The Daily, produced by a team of established, old-school journalists, premiered on the iPad last week in conjunction with a heavy push from Apple Inc. to promote the application, which can be downloaded from the software giant's iTunes Store.
Unlike some other news applications offered, The Daily will require a fee of its readers after two months of use.
Speaking to journalists at the Guggenheim in New York, Murdoch called the production of the app an effort to "completely reimagine our craft," and suggested it would become "the future of journalism."
But whether its possible for such a costly product to survive that provides the same news as other, free apps - including apps from Murdoch's own News Corp. - remains an open question.
While Murdoch has spent $30 million on the project, first critics of The Daily suggest the issue with the app is not its uniqueness as a business model, but whether it could become competitive as a necessary source of news.

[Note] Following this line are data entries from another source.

//! Write-behind persistence for the content cache.
//!
//! Cache mutations are mirrored into a [`CacheSegmentRepository`] by a
//! background task fed through a bounded queue. Enqueueing never blocks:
//! when the queue is full the operation is dropped with a warning, which
//! costs at most a re-fetch after the next restart.

use bytes::Bytes;
use core_async::sync::mpsc;
use core_async::task::JoinHandle;
use core_library::repositories::CacheSegmentRepository;
use core_library::TrackId;
use std::sync::Arc;
use tracing::{debug, warn};

/// A cache mutation to mirror into the durable store.
#[derive(Debug, Clone)]
pub(crate) enum PersistOp {
    Upsert {
        track_id: TrackId,
        offset: u64,
        data: Bytes,
        last_access_ms: i64,
    },
    Touch {
        track_id: TrackId,
        last_access_ms: i64,
    },
    ContentLength {
        track_id: TrackId,
        content_length: u64,
    },
    Delete {
        track_id: TrackId,
    },
}

impl PersistOp {
    fn kind(&self) -> &'static str {
        match self {
            PersistOp::Upsert { .. } => "upsert",
            PersistOp::Touch { .. } => "touch",
            PersistOp::ContentLength { .. } => "content_length",
            PersistOp::Delete { .. } => "delete",
        }
    }
}

/// Sending half of the write-behind queue.
#[derive(Clone)]
pub(crate) struct PersistenceQueue {
    tx: mpsc::Sender<PersistOp>,
}

impl PersistenceQueue {
    /// Spawn the writer task. Must be called inside a tokio runtime.
    pub fn spawn(
        repository: Arc<dyn CacheSegmentRepository>,
        depth: usize,
    ) -> (Self, JoinHandle<()>) {
        let (tx, rx) = mpsc::channel(depth.max(1));
        let handle = core_async::spawn(run_writer(repository, rx));
        (Self { tx }, handle)
    }

    pub fn enqueue(&self, op: PersistOp) {
        let kind = op.kind();
        if let Err(e) = self.tx.try_send(op) {
            match e {
                mpsc::error::TrySendError::Full(_) => {
                    warn!(op = kind, "Cache persistence queue full; dropping operation")
                }
                mpsc::error::TrySendError::Closed(_) => {
                    warn!(op = kind, "Cache persistence writer stopped; dropping operation")
                }
            }
        }
    }
}

async fn run_writer(
    repository: Arc<dyn CacheSegmentRepository>,
    mut rx: mpsc::Receiver<PersistOp>,
) {
    debug!("Cache persistence writer started");
    while let Some(op) = rx.recv().await {
        let kind = op.kind();
        let result = match op {
            PersistOp::Upsert {
                track_id,
                offset,
                data,
                last_access_ms,
            } => {
                repository
                    .upsert_segment(&track_id, offset, &data, last_access_ms)
                    .await
            }
            PersistOp::Touch {
                track_id,
                last_access_ms,
            } => repository.touch(&track_id, last_access_ms).await,
            PersistOp::ContentLength {
                track_id,
                content_length,
            } => repository.set_content_length(&track_id, content_length).await,
            PersistOp::Delete { track_id } => repository.delete_track(&track_id).await,
        };

        if let Err(e) = result {
            warn!(op = kind, error = %e, "Cache persistence failed");
        }
    }
    debug!("Cache persistence writer stopped");
}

One such critic was Slate's Jack Shafer, who related The Daily's founding to the start-up days of his own employer.
"Part of Slate's stuffiness derived from the fact that we were striving to make it look like a print magazine," Shafer wrote. "Why? Billions of people knew what a print magazine looked like, but only the few hundred thousand who had ever read Salon or Feed knew what a Webzine was supposed to look like."
Shafer continued: "The Daily needs to stop being a novelty app and start being an essential app."